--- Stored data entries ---
○ ○ ○
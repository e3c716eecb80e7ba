//! Campus timetable generation and clash detection.
//!
//! Builds weekly teaching timetables for cohorts of students: derives
//! each cohort's assignable slot grid from its constraints, places
//! session requests without double-booking cohorts, faculty, or rooms,
//! and repairs the conflicts placement cannot avoid. A feasibility
//! engine, not an optimizer — runs are fast and deterministic, and
//! anything that cannot be placed or repaired comes back as an
//! explicit diagnostic instead of failing the run.
//!
//! # Modules
//!
//! - **`models`**: Domain types — `CohortConstraint`, `SessionRequest`,
//!   `ScheduleEntry`, `Timetable`, `ConflictRecord`
//! - **`grid`**: Per-cohort assignable slot grids derived from daily
//!   windows, breaks, and working days
//! - **`scheduler`**: The `TimetableGenerator` pipeline — allocation,
//!   conflict resolution, run metrics
//! - **`detection`**: Pairwise conflict scans with pluggable match
//!   policies
//! - **`validation`**: Input integrity checks (duplicate IDs, malformed
//!   constraints, dangling references)
//! - **`error`**: Fatal error taxonomy for aborted runs
//!
//! # Pipeline
//!
//! `TimetableGenerator::generate` runs one synchronous pass per call:
//! grid derivation, first-fit allocation, conflict detection, repair
//! by relocation. Only malformed input aborts; capacity exhaustion
//! degrades to `Unplaced` and `Unresolved` records in the
//! `GenerationOutcome`.
//!
//! # References
//!
//! - de Werra (1985), "An introduction to timetabling"
//! - Schaerf (1999), "A Survey of Automated Timetabling"
//! - Burke & Petrovic (2002), "Recent research directions in automated
//!   timetabling"

pub mod detection;
pub mod error;
pub mod grid;
pub mod models;
pub mod scheduler;
pub mod validation;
○ ○ ○
--- What is expected ---
In the entries above, restate word for word the lines between the one holding "and clash detection." and the one holding "and working days", inclusive, and nothing besides.

--- Written answer ---
//! Campus timetable generation and clash detection.
//!
//! Builds weekly teaching timetables for cohorts of students: derives
//! each cohort's assignable slot grid from its constraints, places
//! session requests without double-booking cohorts, faculty, or rooms,
//! and repairs the conflicts placement cannot avoid. A feasibility
//! engine, not an optimizer — runs are fast and deterministic, and
//! anything that cannot be placed or repaired comes back as an
//! explicit diagnostic instead of failing the run.
//!
//! # Modules
//!
//! - **`models`**: Domain types — `CohortConstraint`, `SessionRequest`,
//!   `ScheduleEntry`, `Timetable`, `ConflictRecord`
//! - **`grid`**: Per-cohort assignable slot grids derived from daily
//!   windows, breaks, and working days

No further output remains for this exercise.